Material provided:
════════════════════

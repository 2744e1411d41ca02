//! Element-wise operation table
//!
//! Every operation the array API exposes is one row here: a public name, an
//! arity, and the identifier the worker kernel dispatches on. The dispatcher
//! only ever sees rows, so adding an operation means adding a row.

use crate::common::{Error, Result};
use once_cell::sync::Lazy;
use serde::{Deserialize, Serialize};
use std::collections::HashMap;
use std::fmt;

/// Remote operation identifier interpreted by the worker kernel
#[derive(Debug, Clone, Copy, PartialEq, Eq, Hash, Serialize, Deserialize)]
#[serde(rename_all = "snake_case")]
pub enum OperationId {
    // unary
    Negative,
    Absolute,
    Rint,
    Sign,
    Conjugate,
    Exp,
    Log,
    Expm1,
    Log1p,
    Log10,
    Sqrt,
    Square,
    Reciprocal,
    Sin,
    Cos,
    Tan,
    Arcsin,
    Arccos,
    Arctan,
    Sinh,
    Cosh,
    Tanh,
    Arcsinh,
    Arccosh,
    Arctanh,
    Invert,
    // binary
    Add,
    Subtract,
    Multiply,
    Divide,
    TrueDivide,
    FloorDivide,
    Power,
    Remainder,
    Fmod,
    Arctan2,
    Hypot,
    BitwiseAnd,
    BitwiseOr,
    BitwiseXor,
    LeftShift,
    RightShift,
    Mod,
    Rmod,
    Less,
    LessEqual,
    Equal,
    NotEqual,
    Greater,
    GreaterEqual,
    Take,
}

#[derive(Debug, Clone, Copy, PartialEq, Eq)]
pub enum Arity {
    Unary,
    Binary,
}

impl Arity {
    pub fn operands(self) -> usize {
        match self {
            Arity::Unary => 1,
            Arity::Binary => 2,
        }
    }
}

#[derive(Debug)]
pub struct OpSpec {
    pub name: &'static str,
    pub arity: Arity,
    pub remote: OperationId,
}

const fn unary(name: &'static str, remote: OperationId) -> OpSpec {
    OpSpec {
        name,
        arity: Arity::Unary,
        remote,
    }
}

const fn binary(name: &'static str, remote: OperationId) -> OpSpec {
    OpSpec {
        name,
        arity: Arity::Binary,
        remote,
    }
}

use OperationId::*;

pub static OPERATIONS: &[OpSpec] = &[
    unary("negative", Negative),
    unary("absolute", Absolute),
    unary("rint", Rint),
    unary("sign", Sign),
    unary("conjugate", Conjugate),
    unary("exp", Exp),
    unary("log", Log),
    unary("expm1", Expm1),
    unary("log1p", Log1p),
    unary("log10", Log10),
    unary("sqrt", Sqrt),
    unary("square", Square),
    unary("reciprocal", Reciprocal),
    unary("sin", Sin),
    unary("cos", Cos),
    unary("tan", Tan),
    unary("arcsin", Arcsin),
    unary("arccos", Arccos),
    unary("arctan", Arctan),
    unary("sinh", Sinh),
    unary("cosh", Cosh),
    unary("tanh", Tanh),
    unary("arcsinh", Arcsinh),
    unary("arccosh", Arccosh),
    unary("arctanh", Arctanh),
    unary("invert", Invert),
    binary("add", Add),
    binary("subtract", Subtract),
    binary("multiply", Multiply),
    binary("divide", Divide),
    binary("true_divide", TrueDivide),
    binary("floor_divide", FloorDivide),
    binary("power", Power),
    binary("remainder", Remainder),
    binary("fmod", Fmod),
    binary("arctan2", Arctan2),
    binary("hypot", Hypot),
    binary("bitwise_and", BitwiseAnd),
    binary("bitwise_or", BitwiseOr),
    binary("bitwise_xor", BitwiseXor),
    binary("left_shift", LeftShift),
    binary("right_shift", RightShift),
    binary("mod", Mod),
    binary("rmod", Rmod),
    binary("less", Less),
    binary("less_equal", LessEqual),
    binary("equal", Equal),
    binary("not_equal", NotEqual),
    binary("greater", Greater),
    binary("greater_equal", GreaterEqual),
    binary("take", Take),
];

static BY_NAME: Lazy<HashMap<&'static str, &'static OpSpec>> =
    Lazy::new(|| OPERATIONS.iter().map(|spec| (spec.name, spec)).collect());

static BY_ID: Lazy<HashMap<OperationId, &'static OpSpec>> =
    Lazy::new(|| OPERATIONS.iter().map(|spec| (spec.remote, spec)).collect());

/// Find an operation by its public name
pub fn lookup(name: &str) -> Result<&'static OpSpec> {
    BY_NAME
        .get(name)
        .copied()
        .ok_or_else(|| Error::UnknownOperation(name.to_string()))
}

impl OperationId {
    pub fn spec(self) -> &'static OpSpec {
        // every variant has a row; see test_table_covers_every_id
        BY_ID[&self]
    }

    pub fn arity(self) -> Arity {
        self.spec().arity
    }
}

impl fmt::Display for OperationId {
    fn fmt(&self, f: &mut fmt::Formatter<'_>) -> fmt::Result {
        write!(f, "{}", self.spec().name)
    }
}
//! Error types for distcoord

use crate::coordinator::keys::Key;
use crate::coordinator::session::SessionId;
use crate::pool::WorkerId;
use thiserror::Error;

pub type Result<T> = std::result::Result<T, Error>;

#[derive(Error, Debug)]
pub enum Error {
    // === I/O Errors ===
    #[error("I/O error: {0}")]
    Io(#[from] std::io::Error),

    // === Session Errors ===
    #[error("Session mismatch: operand belongs to {found}, expected {expected}")]
    ContextMismatch {
        expected: SessionId,
        found: SessionId,
    },

    #[error("Worker {0} is not registered in the pool")]
    UnknownWorker(WorkerId),

    // === Key Errors ===
    #[error("Key {0} is not known by this registry")]
    UnknownKey(Key),

    #[error("Found {0} leftover keys after cleanup")]
    LeakedKeys(usize),

    // === Group Errors ===
    #[error("Invalid group: {0}")]
    InvalidGroup(String),

    #[error("Inconsistent group ranks: {0}")]
    InconsistentRank(String),

    // === Dispatch Errors ===
    #[error("Invalid operands: {0}")]
    OperandType(String),

    #[error("Unknown operation: {0}")]
    UnknownOperation(String),

    #[error("Operation {op} takes {expected} operands, got {actual}")]
    Arity {
        op: String,
        expected: usize,
        actual: usize,
    },

    // === Worker-side Errors ===
    #[error("Index {index} out of range for length {len}")]
    IndexOutOfRange { index: i64, len: usize },

    #[error("Shape mismatch: {left} vs {right} elements")]
    ShapeMismatch { left: usize, right: usize },

    #[error("Worker {worker} failed: {reason}")]
    Worker { worker: WorkerId, reason: String },

    // === Transport Errors ===
    #[error("Transport error: {0}")]
    Transport(String),

    // === Config Errors ===
    #[error("Invalid configuration: {0}")]
    InvalidConfig(String),

    // === Generic ===
    #[error("{0}")]
    Other(String),
}

impl Error {
    /// Faults that signal a bug in the coordinator or the transport rather
    /// than misuse. They must not be caught and retried.
    pub fn is_fatal(&self) -> bool {
        matches!(self, Error::InconsistentRank(_) | Error::LeakedKeys(_))
    }
}

impl From<&str> for Error {
    fn from(s: &str) -> Self {
        Error::Other(s.to_string())
    }
}

impl From<String> for Error {
    fn from(s: String) -> Self {
        Error::Other(s)
    }
}

impl From<config::ConfigError> for Error {
    fn from(e: config::ConfigError) -> Self {
        Error::InvalidConfig(e.to_string())
    }
}

impl From<serde_json::Error> for Error {
    fn from(e: serde_json::Error) -> Self {
        Error::Other(format!("JSON error: {}", e))
    }
}
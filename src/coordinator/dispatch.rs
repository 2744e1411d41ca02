//! Element-wise dispatch
//!
//! Two shapes cover every table operation: unary over one handle, binary over
//! two operands of which at least one is a handle. Both validate session
//! ownership before touching the pool, allocate exactly one result key, and
//! issue exactly one compute request to the session's workers.

use crate::common::{Error, Result, Value};
use crate::coordinator::keys::Key;
use crate::coordinator::ops::{Arity, OperationId};
use crate::coordinator::session::{Handle, Session};
use crate::pool::{Command, ComputeRequest, Options};

/// Operand of a binary operation
#[derive(Debug, Clone, PartialEq)]
pub enum Operand {
    Handle(Handle),
    Scalar(Value),
}

impl From<Handle> for Operand {
    fn from(handle: Handle) -> Self {
        Operand::Handle(handle)
    }
}

impl From<&Handle> for Operand {
    fn from(handle: &Handle) -> Self {
        Operand::Handle(handle.clone())
    }
}

impl From<Value> for Operand {
    fn from(value: Value) -> Self {
        Operand::Scalar(value)
    }
}

impl From<i64> for Operand {
    fn from(v: i64) -> Self {
        Operand::Scalar(Value::Int(v))
    }
}

impl From<f64> for Operand {
    fn from(v: f64) -> Self {
        Operand::Scalar(Value::Float(v))
    }
}

impl From<bool> for Operand {
    fn from(v: bool) -> Self {
        Operand::Scalar(Value::Bool(v))
    }
}

fn expect_arity(op: OperationId, arity: Arity) -> Result<()> {
    if op.arity() != arity {
        return Err(Error::Arity {
            op: op.to_string(),
            expected: op.arity().operands(),
            actual: arity.operands(),
        });
    }
    Ok(())
}

pub async fn unary_apply(
    session: &mut Session,
    operand: &Handle,
    op: OperationId,
    options: &Options,
) -> Result<Handle> {
    expect_arity(op, Arity::Unary)?;
    session.check_owns(operand)?;

    let result = session.registry_mut().generate_key();
    issue(session, op, vec![operand.key().clone()], options, &result).await?;
    Ok(session.handle_unchecked(result))
}

pub async fn binary_apply(
    session: &mut Session,
    a: Operand,
    b: Operand,
    op: OperationId,
    options: &Options,
) -> Result<Handle> {
    expect_arity(op, Arity::Binary)?;

    // every check happens before the first pool call
    match (&a, &b) {
        (Operand::Handle(x), Operand::Handle(y)) => {
            if x.session() != y.session() {
                return Err(Error::ContextMismatch {
                    expected: x.session(),
                    found: y.session(),
                });
            }
            session.check_owns(x)?;
        }
        (Operand::Handle(x), Operand::Scalar(s)) | (Operand::Scalar(s), Operand::Handle(x)) => {
            session.check_owns(x)?;
            if !s.is_scalar() {
                return Err(Error::OperandType(format!(
                    "expected a scalar next to a handle, got {}",
                    s.kind()
                )));
            }
        }
        (Operand::Scalar(_), Operand::Scalar(_)) => {
            return Err(Error::OperandType(
                "at least one operand must be a distributed handle".into(),
            ));
        }
    }

    let mut pushed = Vec::new();
    let mut args = Vec::with_capacity(2);
    for operand in [a, b] {
        match operand {
            Operand::Handle(handle) => args.push(handle.key().clone()),
            Operand::Scalar(value) => {
                let key = push_scalar(session, value).await?;
                pushed.push(key.clone());
                args.push(key);
            }
        }
    }

    let result = session.registry_mut().generate_key();
    issue(session, op, args, options, &result).await?;

    for key in &pushed {
        session.registry_mut().delete_key(key).await?;
    }
    Ok(session.handle_unchecked(result))
}

async fn push_scalar(session: &mut Session, value: Value) -> Result<Key> {
    let mut keys = session.registry_mut().push_values(vec![value]).await?;
    keys.pop()
        .ok_or_else(|| Error::Other("scalar push returned no key".into()))
}

async fn issue(
    session: &Session,
    op: OperationId,
    args: Vec<Key>,
    options: &Options,
    into: &Key,
) -> Result<()> {
    tracing::debug!("{} {} -> {}", session.id(), op, into);
    let request = ComputeRequest {
        op,
        args,
        options: options.clone(),
        into: into.clone(),
    };
    session
        .pool()
        .execute(&Command::Compute(request), session.worker_set())
        .await
}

════════════════════

What you have to do: Return all lines from the entries that contain the string "Serialize".

Response to the task:
use serde::{Deserialize, Serialize};
#[derive(Debug, Clone, Copy, PartialEq, Eq, Hash, Serialize, Deserialize)]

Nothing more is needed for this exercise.